[Collected data entries]
-- Opening Marker --
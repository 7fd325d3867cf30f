//! Binder - the prepare / construct / apply state machine.
//!
//! Binding an instance runs three phases, strictly in order:
//!
//! 1. **Prepare**: every binding is offered to its adapter's preparer, which
//!    records construction-time configuration and selects delegate protocols.
//!    An identity is allocated up front so delegates know their owner.
//! 2. **Construct**: the adapter builds the instance from what prepare
//!    collected. Storage is created, selected delegates are installed.
//! 3. **Apply**: every binding is applied to the live instance; the
//!    resulting lifetimes fold into one aggregate.
//!
//! The phases are separate types ([`Binder`] → [`Prepared`] → [`Built`] →
//! [`Bound`]), so out-of-order use does not compile. A failure in any phase
//! releases the allocated identity.
//!
//! # Inheritance
//!
//! Adapters compose by delegation: each preparer holds its parent's
//! preparer, and its binding enum has an `Inherited(ParentBinding)` case.
//! The binder routes inherited bindings up the chain, so the parent sees
//! them exactly as if they were its own. The chain ends at [`Root`].

use std::any::{Any, TypeId};
use std::fmt;
use std::marker::PhantomData;
use std::rc::Rc;

use super::types::{Binding, NoBinding};
use crate::delegate::{AnyDelegate, DelegateMethod, DelegatePhase, Multiplexer};
use crate::engine::{create_storage, is_live, release_instance, Registration, Storage};
use crate::error::{or_fail, BindingError};
use crate::lifetime::{AggregateLifetime, Lifetime};
use crate::types::InstanceId;

// =============================================================================
// Adapter Traits
// =============================================================================

/// Handle to a platform instance the runtime can bind.
pub trait LiveInstance: Clone + 'static {
    fn instance_id(&self) -> InstanceId;

    /// Handle that does not hold the instance's [`Registration`].
    ///
    /// Bindings are applied through this handle, so the closures they keep
    /// alive never keep the instance registered. Adapters that embed a
    /// registration must override it.
    fn unowned(&self) -> Self {
        self.clone()
    }
}

/// Per-adapter scratch space and binding logic.
///
/// A fresh preparer (`Default`) is created for every binder run and
/// discarded once apply completes.
pub trait Preparer: Default + 'static {
    type Instance: LiveInstance;
    type Binding: Binding;
    type Inherited: Preparer;

    /// Set by [`Root`] only; stops walks up the chain.
    const IS_ROOT: bool = false;

    fn inherited(&self) -> &Self::Inherited;
    fn inherited_mut(&mut self) -> &mut Self::Inherited;

    /// Payload of the `Inherited` case, if `binding` is one.
    fn inherited_binding(binding: &Self::Binding) -> Option<&<Self::Inherited as Preparer>::Binding>;

    /// View of the instance as its parent type.
    fn upcast(instance: &Self::Instance) -> &<Self::Inherited as Preparer>::Instance;

    /// Record what `binding` contributes to construction.
    fn prepare_binding(&mut self, binding: &Self::Binding, context: &mut PrepareContext) -> Result<(), BindingError> {
        let _ = (binding, context);
        Ok(())
    }

    /// Assign the delegates this adapter selected (see
    /// [`Storage::install_delegate`]). Runs before the parent's hook.
    fn install_delegates(&self, instance: &Self::Instance, storage: &Storage) {
        let _ = (instance, storage);
    }

    /// Apply one of this adapter's own bindings to the live instance.
    fn apply_binding(
        &self,
        binding: &Self::Binding,
        instance: &Self::Instance,
        storage: &Rc<Storage>,
    ) -> Result<Option<Lifetime>, BindingError>;
}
-- Closing Marker --
■ EXERCISE PROMPT
Copy every line of the records above, starting with the first, up to and including the line containing "that embed a".

■ EXERCISE RESULT
repository 7fd325d3867cf30f
//! Binder - the prepare / construct / apply state machine.
//!
//! Binding an instance runs three phases, strictly in order:
//!
//! 1. **Prepare**: every binding is offered to its adapter's preparer, which
//!    records construction-time configuration and selects delegate protocols.
//!    An identity is allocated up front so delegates know their owner.
//! 2. **Construct**: the adapter builds the instance from what prepare
//!    collected. Storage is created, selected delegates are installed.
//! 3. **Apply**: every binding is applied to the live instance; the
//!    resulting lifetimes fold into one aggregate.
//!
//! The phases are separate types ([`Binder`] → [`Prepared`] → [`Built`] →
//! [`Bound`]), so out-of-order use does not compile. A failure in any phase
//! releases the allocated identity.
//!
//! # Inheritance
//!
//! Adapters compose by delegation: each preparer holds its parent's
//! preparer, and its binding enum has an `Inherited(ParentBinding)` case.
//! The binder routes inherited bindings up the chain, so the parent sees
//! them exactly as if they were its own. The chain ends at [`Root`].

use std::any::{Any, TypeId};
use std::fmt;
use std::marker::PhantomData;
use std::rc::Rc;

use super::types::{Binding, NoBinding};
use crate::delegate::{AnyDelegate, DelegateMethod, DelegatePhase, Multiplexer};
use crate::engine::{create_storage, is_live, release_instance, Registration, Storage};
use crate::error::{or_fail, BindingError};
use crate::lifetime::{AggregateLifetime, Lifetime};
use crate::types::InstanceId;

// =============================================================================
// Adapter Traits
// =============================================================================

/// Handle to a platform instance the runtime can bind.
pub trait LiveInstance: Clone + 'static {
    fn instance_id(&self) -> InstanceId;

    /// Handle that does not hold the instance's [`Registration`].
    ///
    /// Bindings are applied through this handle, so the closures they keep
    /// alive never keep the instance registered. Adapters that embed a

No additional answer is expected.